### Prompt
Which of the lines below include "SanitizeError"? Each one should be copied out.

### Information shown

//! Road network model: vertices, edges, and way classifications.
//!
//! Vertices live in an arena keyed by their unique id; edges reference their
//! endpoint vertices by id and carry copies of the endpoint coordinates so
//! edge geometry never needs a network lookup. The network is built once by
//! the ingestion layer and treated as immutable while trajectories are
//! being fit against it.

use std::collections::{HashMap, HashSet};
use std::sync::Arc;

use log::debug;
use serde::{Deserialize, Serialize};

use crate::error::{Result, SanitizeError};
use crate::geo::{Location, Point};
use crate::shapes::{self, Area, Bounds};

/// Road classification with an associated physical width in meters.
#[derive(Debug, Clone, Copy, PartialEq, Eq, Hash, Serialize, Deserialize)]
pub enum WayType {
    Motorway,
    Trunk,
    Primary,
    Secondary,
    Tertiary,
    Residential,
    Service,
    Other,
}

impl WayType {
    /// Physical width of a road of this classification, in meters.
    pub fn width(&self) -> f64 {
        match self {
            WayType::Motorway => 30.0,
            WayType::Trunk => 22.0,
            WayType::Primary => 20.0,
            WayType::Secondary => 17.0,
            WayType::Tertiary => 12.0,
            WayType::Residential => 10.0,
            WayType::Service => 8.0,
            WayType::Other => 15.0,
        }
    }
}

/// A road-network junction: a location plus its incident edge ids.
#[derive(Debug, Clone)]
pub struct Vertex {
    pub uid: u64,
    pub location: Location,
    incident: HashSet<u64>,
    outgoing: HashSet<u64>,
}

impl Vertex {
    pub fn new(lat: f64, lon: f64, uid: u64) -> Self {
        Self {
            uid,
            location: Location::with_uid(lat, lon, uid),
            incident: HashSet::new(),
            outgoing: HashSet::new(),
        }
    }

    /// Attach an incident edge. Idempotent: re-attaching an edge already
    /// present reports failure and changes nothing.
    pub fn add_edge(&mut self, edge_uid: u64, outgoing: bool) -> bool {
        let added = self.incident.insert(edge_uid);
        if added && outgoing {
            self.outgoing.insert(edge_uid);
        }
        added
    }

    /// Attach a batch of incident edges; true only when all were new.
    pub fn add_edges<I>(&mut self, edges: I) -> bool
    where
        I: IntoIterator<Item = (u64, bool)>,
    {
        let mut all_new = true;
        for (uid, outgoing) in edges {
            all_new &= self.add_edge(uid, outgoing);
        }
        all_new
    }

    /// Count of all incident edges, incoming and outgoing.
    pub fn degree(&self) -> usize {
        self.incident.len()
    }

    /// Count of directed edges leaving this vertex.
    pub fn out_degree(&self) -> usize {
        self.outgoing.len()
    }

    pub fn incident_edges(&self) -> impl Iterator<Item = &u64> {
        self.incident.iter()
    }
}

/// A directed road segment between two vertices.
///
/// Endpoint coordinates are copied in at construction; `v1`/`v2` keep the
/// vertex arena ids for degree lookups. Explicit edges come from the road
/// network; implicit edges are inferred between fit anchors during map
/// matching.
#[derive(Debug, Clone)]
pub struct Edge {
    pub uid: u64,
    pub p1: Location,
    pub p2: Location,
    pub way_type: WayType,
    explicit: bool,
}

impl Edge {
    pub fn explicit(uid: u64, p1: Location, p2: Location, way_type: WayType) -> Self {
        Self {
            uid,
            p1,
            p2,
            way_type,
            explicit: true,
        }
    }

    pub fn implicit(uid: u64, p1: Location, p2: Location) -> Self {
        Self {
            uid,
            p1,
            p2,
            way_type: WayType::Other,
            explicit: false,
        }
    }

    pub fn is_explicit(&self) -> bool {
        self.explicit
    }

    pub fn is_implicit(&self) -> bool {
        !self.explicit
    }

    /// Width of the road this edge models, from its way type.
    pub fn width(&self) -> f64 {
        self.way_type.width()
    }

    /// Planar (equirectangular) length in meters. Zero-length edges are
    /// legal and yield 0.
    pub fn length(&self) -> f64 {
        self.p1.distance_to(&self.p2)
    }

    /// Haversine length in meters.
    pub fn length_haversine(&self) -> f64 {
        self.p1.distance_to_haversine(&self.p2)
    }

    pub fn dlatitude(&self) -> f64 {
        self.p2.lat - self.p1.lat
    }

    pub fn dlongitude(&self) -> f64 {
        self.p2.lon - self.p1.lon
    }

    /// Initial bearing from v1 toward v2 in `[0, 360)`.
    pub fn bearing(&self) -> f64 {
        self.p1.bearing_to(&self.p2)
    }

    /// Perpendicular distance in meters from `loc` to this segment,
    /// clamped to the endpoints.
    pub fn distance_from_point(&self, loc: &Location) -> f64 {
        shapes::point_segment_distance(loc.point(), self.p1.point(), self.p2.point())
    }

    /// Segment-intersection test against another edge.
    pub fn intersects(&self, other: &Edge) -> bool {
        shapes::segments_intersect(
            self.p1.point(),
            self.p2.point(),
            other.p1.point(),
            other.p2.point(),
        )
    }

    /// Segment-intersection test against a literal 4-coordinate segment.
    pub fn intersects_coords(&self, lat1: f64, lon1: f64, lat2: f64, lon2: f64) -> bool {
        shapes::segments_intersect(
            self.p1.point(),
            self.p2.point(),
            Point::new(lat1, lon1),
            Point::new(lat2, lon2),
        )
    }

    /// Buffer this edge into an [`Area`] using its way-type width.
    pub fn to_area(&self) -> Result<Area> {
        Area::from_segment(&self.p1, &self.p2, self.width(), 0.0)
    }

    /// Buffer with the way-type width and a forward/backward extension.
    pub fn to_area_extended(&self, extension: f64) -> Result<Area> {
        Area::from_segment(&self.p1, &self.p2, self.width(), extension)
    }

    /// Buffer with an explicit width and extension.
    pub fn to_area_custom(&self, width: f64, extension: f64) -> Result<Area> {
        Area::from_segment(&self.p1, &self.p2, width, extension)
    }

    pub fn bounding_box(&self) -> Bounds {
        Bounds::new(
            Point::new(self.p1.lat.min(self.p2.lat), self.p1.lon.min(self.p2.lon)),
            Point::new(self.p1.lat.max(self.p2.lat), self.p1.lon.max(self.p2.lon)),
        )
    }

    /// Id of the endpoint vertex nearer to `loc`.
    pub fn nearer_vertex(&self, loc: &Location) -> u64 {
        if loc.distance_to(&self.p1) <= loc.distance_to(&self.p2) {
            self.p1.uid
        } else {
            self.p2.uid
        }
    }
}

impl PartialEq for Edge {
    fn eq(&self, other: &Self) -> bool {
        self.uid == other.uid
    }
}

/// Vertex arena plus the explicit edge set of a road network.
#[derive(Debug, Default)]
pub struct RoadNetwork {
    vertices: HashMap<u64, Vertex>,
    edges: Vec<Arc<Edge>>,
}

impl RoadNetwork {
    pub fn new() -> Self {
        Self::default()
    }

    /// Add a vertex, keeping the first definition when the id repeats (the
    /// ingestion layer may reference a vertex from several edge records).
    pub fn add_vertex(&mut self, vertex: Vertex) -> &Vertex {
        self.vertices.entry(vertex.uid).or_insert(vertex)
    }

    pub fn vertex(&self, uid: u64) -> Option<&Vertex> {
        self.vertices.get(&uid)
    }

    /// Out-degree of a vertex, 0 when unknown.
    pub fn out_degree(&self, uid: u64) -> usize {
        self.vertices.get(&uid).map_or(0, Vertex::out_degree)
    }

    /// Create an explicit edge between two known vertices, attaching it to
    /// both (outgoing on `v1`).
    pub fn add_edge(&mut self, uid: u64, v1: u64, v2: u64, way_type: WayType) -> Result<Arc<Edge>> {
        let p1 = self
            .vertices
            .get(&v1)
            .map(|v| v.location)
            .ok_or_else(|| SanitizeError::network(format!("unknown vertex {}", v1)))?;
        let p2 = self
            .vertices
            .get(&v2)
            .map(|v| v.location)
            .ok_or_else(|| SanitizeError::network(format!("unknown vertex {}", v2)))?;

        let edge = Arc::new(Edge::explicit(uid, p1, p2, way_type));
        if let Some(v) = self.vertices.get_mut(&v1) {
            v.add_edge(uid, true);
        }
        if let Some(v) = self.vertices.get_mut(&v2) {
            v.add_edge(uid, false);
        }
        self.edges.push(edge.clone());
        debug!("added edge {} ({} -> {})", uid, v1, v2);
        Ok(edge)
    }

    pub fn edges(&self) -> &[Arc<Edge>] {
        &self.edges
    }

    pub fn vertex_count(&self) -> usize {
        self.vertices.len()
    }

    pub fn edge_count(&self) -> usize {
        self.edges.len()
    }
}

### Result
use crate::error::{Result, SanitizeError};
            .ok_or_else(|| SanitizeError::network(format!("unknown vertex {}", v1)))?;
            .ok_or_else(|| SanitizeError::network(format!("unknown vertex {}", v2)))?;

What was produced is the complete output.